An additional intervention, which is currently receiving interest, is the use of laser ablation to facilitate reepithelialisation with stratified squamous mucosa. 28 This is an interesting approach but is currently limited by the requirement for multiple procedures per patient and the realisation that the vast majority of patients are being treated for a condition that will have no effect on their lifespan. The cost/benefit of such intervention will have to be monitored closely.
CONCLUSIONS AND OUTSTANDING QUESTIONS
As stated in the introduction, this article highlights many
queries but can provide few definite answers. There is a need for
randomised control trials regarding the benefits of surveillance
programmes although debate exists around the ethics of having
a control arm involving no endoscopic surveillance.

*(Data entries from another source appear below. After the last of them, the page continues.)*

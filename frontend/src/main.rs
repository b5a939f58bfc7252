mod components;
mod hooks;
mod services;

use yew::prelude::*;

use components::forms::FeeCollectionForm;
use components::header::{ActiveView, Header};
use components::tables::{AdmissionsTable, DocumentsTable, FeesTable, StudentsTable};
use services::api::ApiClient;

#[function_component(App)]
fn app() -> Html {
    let api_client = ApiClient::new();
    let active_view = use_state(|| ActiveView::FeeCollection);

    let on_select_view = {
        let active_view = active_view.clone();
        Callback::from(move |view: ActiveView| active_view.set(view))
    };

    html! {
        <>
            <Header active_view={*active_view} on_select_view={on_select_view} />

            <main class="main">
                <div class="container">
                    {match *active_view {
                        ActiveView::FeeCollection => html! {
                            <FeeCollectionForm api_client={api_client.clone()} />
                        },
                        ActiveView::Admissions => html! {
                            <AdmissionsTable api_client={api_client.clone()} />
                        },
                        ActiveView::Students => html! {
                            <StudentsTable api_client={api_client.clone()} />
                        },
                        ActiveView::Documents => html! {
                            <DocumentsTable api_client={api_client.clone()} />
                        },
                        ActiveView::Fees => html! {
                            <FeesTable api_client={api_client.clone()} />
                        },
                    }}
                </div>
            </main>
        </>
    }
}

fn main() {
    yew::Renderer::<App>::new().render();
}
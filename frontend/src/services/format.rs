/// Format a stored amount for table display.
pub fn format_money(value: f64) -> String {
    format!("₹{:.2}", value)
}

/// Get current date in YYYY-MM-DD format
pub fn current_date() -> String {
    use js_sys::Date;
    let now = Date::new_0();
    let year = now.get_full_year();
    let month = now.get_month() + 1; // JavaScript months are 0-indexed
    let day = now.get_date();

    format!("{:04}-{:02}-{:02}", year as u32, month as u32, day as u32)
}

/// Parse YYYY-MM-DD date string into components
pub fn parse_date_string(date_str: &str) -> Option<(u32, u32, u32)> {
    let parts: Vec<&str> = date_str.split('-').collect();
    if parts.len() != 3 {
        return None;
    }

    let year = parts[0].parse::<u32>().ok()?;
    let month = parts[1].parse::<u32>().ok()?;
    let day = parts[2].parse::<u32>().ok()?;

    if (1..=12).contains(&month) && (1..=31).contains(&day) {
        Some((year, month, day))
    } else {
        None
    }
}

/// Format YYYY-MM-DD date string for display
pub fn format_date_for_display(date_str: &str) -> String {
    if let Some((year, month, day)) = parse_date_string(date_str) {
        let month_name = match month {
            1 => "January", 2 => "February", 3 => "March", 4 => "April",
            5 => "May", 6 => "June", 7 => "July", 8 => "August",
            9 => "September", 10 => "October", 11 => "November", 12 => "December",
            _ => "January",
        };
        format!("{} {}, {}", month_name, day, year)
    } else {
        date_str.to_string()
    }
}

#[cfg(test)]
mod tests {
    use super::*;

    #[test]
    fn formats_money_with_two_decimals() {
        assert_eq!(format_money(4000.0), "₹4000.00");
        assert_eq!(format_money(-300.5), "₹-300.50");
    }

    #[test]
    fn parses_well_formed_dates() {
        assert_eq!(parse_date_string("2026-06-01"), Some((2026, 6, 1)));
        assert_eq!(parse_date_string("2026-13-01"), None);
        assert_eq!(parse_date_string("2026-06"), None);
        assert_eq!(parse_date_string("not a date"), None);
    }

    #[test]
    fn displays_dates_with_month_names() {
        assert_eq!(format_date_for_display("2026-06-01"), "June 1, 2026");
        // malformed input passes through untouched
        assert_eq!(format_date_for_display("soon"), "soon");
    }
}
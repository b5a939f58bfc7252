pub mod cells;
pub mod forms;
pub mod header;
pub mod student_info_panel;
pub mod table_controls;
pub mod tables;
use gloo::timers::callback::Timeout;
use shared::Student;
use wasm_bindgen_futures::spawn_local;
use yew::prelude::*;

use crate::services::api::ApiClient;
use crate::services::logging::Logger;

/// Quiet period between the last identifier keystroke and the lookup firing.
const LOOKUP_DEBOUNCE_MS: u32 = 500;

#[derive(Clone, PartialEq)]
pub struct StudentLookupState {
    /// The most recently resolved student, cleared on failure and on reset.
    pub student: Option<Student>,
    pub looking_up: bool,
    /// User-facing lookup failure text, not-found and otherwise.
    pub message: Option<String>,
}

#[derive(Clone, PartialEq)]
pub struct UseStudentLookupActions {
    pub on_identifier_change: Callback<String>,
    pub clear: Callback<()>,
}

pub struct UseStudentLookupResult {
    pub state: StudentLookupState,
    pub actions: UseStudentLookupActions,
}

/// Debounced student resolution for the fee intake form. The identifier
/// may be a registration number or a primary id; the registration-number
/// endpoint is tried first and the id endpoint is the fallback, matching
/// the behavior this form has always had.
#[hook]
pub fn use_student_lookup(
    api_client: &ApiClient,
    on_resolved: Callback<Student>,
) -> UseStudentLookupResult {
    let student = use_state(|| Option::<Student>::None);
    let looking_up = use_state(|| false);
    let message = use_state(|| Option::<String>::None);
    // The single debounce token. Replacing the stored handle drops the
    // previous one, which cancels its scheduled callback; only the most
    // recently scheduled lookup can ever fire.
    let pending = use_mut_ref(|| Option::<Timeout>::None);

    let run_lookup = {
        let api_client = api_client.clone();
        let student = student.clone();
        let looking_up = looking_up.clone();
        let message = message.clone();
        let on_resolved = on_resolved.clone();

        use_callback((), move |identifier: String, _| {
            let api_client = api_client.clone();
            let student = student.clone();
            let looking_up = looking_up.clone();
            let message = message.clone();
            let on_resolved = on_resolved.clone();

            spawn_local(async move {
                looking_up.set(true);
                message.set(None);

                // Registration-number lookup first, primary id on failure.
                let resolved = match api_client.get_student_by_reg_no(&identifier).await {
                    Ok(found) => Ok(found),
                    Err(first_error) => match api_client.get_student_by_id(&identifier).await {
                        Ok(found) => Ok(found),
                        Err(second_error) => Err((first_error, second_error)),
                    },
                };

                match resolved {
                    Ok(found) => {
                        student.set(Some(found.clone()));
                        on_resolved.emit(found);
                    }
                    Err((first_error, second_error)) => {
                        student.set(None);
                        if first_error.is_not_found() && second_error.is_not_found() {
                            message.set(Some(format!(
                                "No student found for \"{}\"",
                                identifier
                            )));
                        } else {
                            let shown = if second_error.is_not_found() {
                                first_error
                            } else {
                                second_error
                            };
                            Logger::error_with_component("student_lookup", &shown.to_string());
                            message.set(Some(shown.to_string()));
                        }
                    }
                }

                looking_up.set(false);
            });
        })
    };

    let on_identifier_change = {
        let student = student.clone();
        let looking_up = looking_up.clone();
        let message = message.clone();
        let pending = pending.clone();
        let run_lookup = run_lookup.clone();

        use_callback((), move |identifier: String, _| {
            let trimmed = identifier.trim().to_string();
            if trimmed.is_empty() {
                // A blank identifier never issues a request; any scheduled
                // lookup is dropped and the stored result cleared right away.
                pending.borrow_mut().take();
                student.set(None);
                message.set(None);
                looking_up.set(false);
                return;
            }

            let run_lookup = run_lookup.clone();
            let timeout = Timeout::new(LOOKUP_DEBOUNCE_MS, move || run_lookup.emit(trimmed));
            *pending.borrow_mut() = Some(timeout);
        })
    };

    let clear = {
        let student = student.clone();
        let looking_up = looking_up.clone();
        let message = message.clone();
        let pending = pending.clone();

        use_callback((), move |_, _| {
            pending.borrow_mut().take();
            student.set(None);
            message.set(None);
            looking_up.set(false);
        })
    };

    // Cancel any pending lookup when the form is torn down, so nothing
    // fires against disposed state.
    use_effect_with((), {
        let pending = pending.clone();
        move |_| move || {
            pending.borrow_mut().take();
        }
    });

    UseStudentLookupResult {
        state: StudentLookupState {
            student: (*student).clone(),
            looking_up: *looking_up,
            message: (*message).clone(),
        },
        actions: UseStudentLookupActions {
            on_identifier_change,
            clear,
        },
    }
}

The sheer scale of patients with reflux symptoms means that we will probably never be in the position of screening for the presence of Barrett’s oesophagus in the community. At the other extreme, it is generally accepted that patients who are known to have Barrett’s oesophagus with evidence of dysplasia should be closely monitored by surveillance or have some form of intervention. This advice was previously limited to those subjects who were potentially suitable for radical surgery, but the advent of less aggressive therapy such as laser therapy or local resection means that we probably need to consider this on an individual basis. At present, most groups consider it unwise to perform random biopsies of the gastro-oesophageal junction in an apparently normal looking oesophagus.8 This is because we currently have no idea of what to do if histology identified CLO and IM (ultrashort segment Barrett’s oesophagus).

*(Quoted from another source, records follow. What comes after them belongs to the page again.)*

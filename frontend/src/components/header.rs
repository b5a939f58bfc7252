use yew::prelude::*;

/// The view the app is currently showing. There is no router; the header
/// tabs drive this directly.
#[derive(Debug, Clone, Copy, PartialEq, Eq)]
pub enum ActiveView {
    FeeCollection,
    Admissions,
    Students,
    Documents,
    Fees,
}

impl ActiveView {
    pub const ALL: [ActiveView; 5] = [
        ActiveView::FeeCollection,
        ActiveView::Admissions,
        ActiveView::Students,
        ActiveView::Documents,
        ActiveView::Fees,
    ];

    pub fn title(self) -> &'static str {
        match self {
            ActiveView::FeeCollection => "Fee Collection",
            ActiveView::Admissions => "Admissions",
            ActiveView::Students => "Students",
            ActiveView::Documents => "Documents",
            ActiveView::Fees => "Fee Records",
        }
    }
}

#[derive(Properties, PartialEq)]
pub struct HeaderProps {
    pub active_view: ActiveView,
    pub on_select_view: Callback<ActiveView>,
}

#[function_component(Header)]
pub fn header(props: &HeaderProps) -> Html {
    html! {
        <header class="header">
            <div class="container">
                <h1>{"Admission Desk"}</h1>
                <nav class="view-tabs">
                    {for ActiveView::ALL.iter().map(|view| {
                        let view = *view;
                        let on_select_view = props.on_select_view.clone();
                        let class = if view == props.active_view {
                            "view-tab active"
                        } else {
                            "view-tab"
                        };
                        html! {
                            <button
                                class={class}
                                onclick={Callback::from(move |_: MouseEvent| on_select_view.emit(view))}
                            >
                                {view.title()}
                            </button>
                        }
                    })}
                </nav>
            </div>
        </header>
    }
}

For the vast majority of patients who have a segment of Barrett’s oesophagus detected as a coincidental finding, we currently have a clinical conundrum. Separation of patients according to the length of Barrett’s oesophagus (> or <3cm) provides little clinical benefit, as recent reports suggest a similar risk in both groups. 29 Following recommended guidelines of surveillance every two years with 4-quadrant biopsies every 2cm is the ‘easiest’ decision to make but, as this review shows, is based on little evidence and goes against the opinions of many clinicians. 30 Our own opinion is that when an area of Barrett’s is first detected, it should be rigorously biopsied to detect dysplasia. If none is found there is a case for not entering subjects in a surveillance programme outside of a clinical trial. Until further data are forthcoming, specific advice needs to be tailored to individual patient circumstances (age, medical fitness, etc.), and we must accept that these decisions are unfortunately being based on medicine as an ‘art’ rather than a ‘science’.

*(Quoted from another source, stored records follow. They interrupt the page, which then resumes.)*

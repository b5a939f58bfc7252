use gloo::net::http::{Request, Response};
use serde::de::DeserializeOwned;
use serde::Serialize;
use serde_json::Value;
use shared::{
    ApiEnvelope, ApiError, CreateFeeRequest, CreateStudentRequest, Fee, Student,
    UpdateFeeRequest, UpdateStudentRequest,
};

/// API client for communicating with the admissions backend.
#[derive(Clone, PartialEq)]
pub struct ApiClient {
    base_url: String,
}

impl ApiClient {
    /// Create a new API client with the default base URL
    pub fn new() -> Self {
        Self {
            base_url: "http://localhost:3000".to_string(),
        }
    }

    /// Create a new API client with a custom base URL
    pub fn with_base_url(base_url: String) -> Self {
        Self { base_url }
    }

    /// Resolve a stored document path against the backend origin. Paths
    /// that are already absolute URLs pass through unchanged.
    pub fn file_url(&self, path: &str) -> String {
        if path.starts_with("http://") || path.starts_with("https://") {
            path.to_string()
        } else {
            format!("{}/{}", self.base_url, path.trim_start_matches('/'))
        }
    }

    pub async fn list_students(&self) -> Result<Vec<Student>, ApiError> {
        self.get_json("/studentDetails/all").await
    }

    pub async fn get_student_by_id(&self, id: &str) -> Result<Student, ApiError> {
        self.get_json(&format!("/studentDetails/{}", id)).await
    }

    pub async fn get_student_by_reg_no(&self, reg_no: &str) -> Result<Student, ApiError> {
        self.get_json(&format!("/studentDetails/regNo/{}", reg_no)).await
    }

    pub async fn create_student(&self, request: CreateStudentRequest) -> Result<Student, ApiError> {
        self.post_json("/studentDetails/create", &request).await
    }

    pub async fn update_student(
        &self,
        id: &str,
        request: UpdateStudentRequest,
    ) -> Result<Student, ApiError> {
        self.put_json(&format!("/studentDetails/{}", id), &request).await
    }

    pub async fn delete_student(&self, id: &str) -> Result<(), ApiError> {
        self.delete(&format!("/studentDetails/{}", id)).await
    }

    pub async fn list_fees(&self) -> Result<Vec<Fee>, ApiError> {
        self.get_json("/fee/all").await
    }

    pub async fn get_fee_by_id(&self, id: &str) -> Result<Fee, ApiError> {
        self.get_json(&format!("/fee/{}", id)).await
    }

    pub async fn get_fees_by_student(&self, student_id: &str) -> Result<Vec<Fee>, ApiError> {
        self.get_json(&format!("/fee/student/{}", student_id)).await
    }

    pub async fn create_fee(&self, request: CreateFeeRequest) -> Result<Fee, ApiError> {
        self.post_json("/fee/create", &request).await
    }

    pub async fn update_fee(&self, id: &str, request: UpdateFeeRequest) -> Result<Fee, ApiError> {
        self.put_json(&format!("/fee/{}", id), &request).await
    }

    pub async fn delete_fee(&self, id: &str) -> Result<(), ApiError> {
        self.delete(&format!("/fee/{}", id)).await
    }

    async fn get_json<T: DeserializeOwned>(&self, path: &str) -> Result<T, ApiError> {
        let response = Request::get(&format!("{}{}", self.base_url, path))
            .send()
            .await
            .map_err(|e| ApiError::Network(e.to_string()))?;
        Self::decode(response).await
    }

    async fn post_json<T, B>(&self, path: &str, body: &B) -> Result<T, ApiError>
    where
        T: DeserializeOwned,
        B: Serialize,
    {
        let response = Request::post(&format!("{}{}", self.base_url, path))
            .json(body)
            .map_err(|e| ApiError::Decode(format!("failed to serialize request: {}", e)))?
            .send()
            .await
            .map_err(|e| ApiError::Network(e.to_string()))?;
        Self::decode(response).await
    }

    async fn put_json<T, B>(&self, path: &str, body: &B) -> Result<T, ApiError>
    where
        T: DeserializeOwned,
        B: Serialize,
    {
        let response = Request::put(&format!("{}{}", self.base_url, path))
            .json(body)
            .map_err(|e| ApiError::Decode(format!("failed to serialize request: {}", e)))?
            .send()
            .await
            .map_err(|e| ApiError::Network(e.to_string()))?;
        Self::decode(response).await
    }

    async fn delete(&self, path: &str) -> Result<(), ApiError> {
        let response = Request::delete(&format!("{}{}", self.base_url, path))
            .send()
            .await
            .map_err(|e| ApiError::Network(e.to_string()))?;
        if response.status() == 404 {
            return Err(ApiError::NotFound);
        }
        response
            .json::<ApiEnvelope<Value>>()
            .await
            .map_err(|e| ApiError::Decode(e.to_string()))?
            .into_status()
    }

    /// Decode an envelope body. A 404 status maps to `NotFound`; any other
    /// failure status still carries an envelope with the error message.
    async fn decode<T: DeserializeOwned>(response: Response) -> Result<T, ApiError> {
        if response.status() == 404 {
            return Err(ApiError::NotFound);
        }
        let envelope = response
            .json::<ApiEnvelope<T>>()
            .await
            .map_err(|e| ApiError::Decode(e.to_string()))?;
        envelope.into_result()
    }
}

impl Default for ApiClient {
    fn default() -> Self {
        Self::new()
    }
}

#[cfg(test)]
mod tests {
    use super::*;

    #[test]
    fn file_url_joins_relative_paths() {
        let client = ApiClient::with_base_url("http://localhost:3000".to_string());
        assert_eq!(
            client.file_url("uploads/st-1/photo.jpg"),
            "http://localhost:3000/uploads/st-1/photo.jpg"
        );
        assert_eq!(
            client.file_url("/uploads/st-1/photo.jpg"),
            "http://localhost:3000/uploads/st-1/photo.jpg"
        );
    }

    #[test]
    fn file_url_passes_absolute_urls_through() {
        let client = ApiClient::new();
        assert_eq!(
            client.file_url("https://cdn.example.com/photo.jpg"),
            "https://cdn.example.com/photo.jpg"
        );
    }
}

In order to improve the cost-benefit outcome of surveillance programmes, the relatively high workload to low incidence of cancer detected means that we should be attempting to find ways of identifying those subjects without dysplasia who are at higher risk. Research into molecular markers of genetic instability may prove useful although the identification of the optimum one(s) to use is still unclear. 31 Acid suppression is of undoubted benefit for symptom control and laboratorybased studies suggest theoretical reasons why it might reduce progression. 32 Clinical trials proving this point are, however, lacking. Probably one of the more disturbing aspects of this area is the promotion of guidelines from various specialist bodies on how to deal with these patients. Although guidelines are excellent when data are strong, in situations such as this they lead to clinicians following the recommendations to reduce the risk of litigation rather than because they are sure they are helping patients.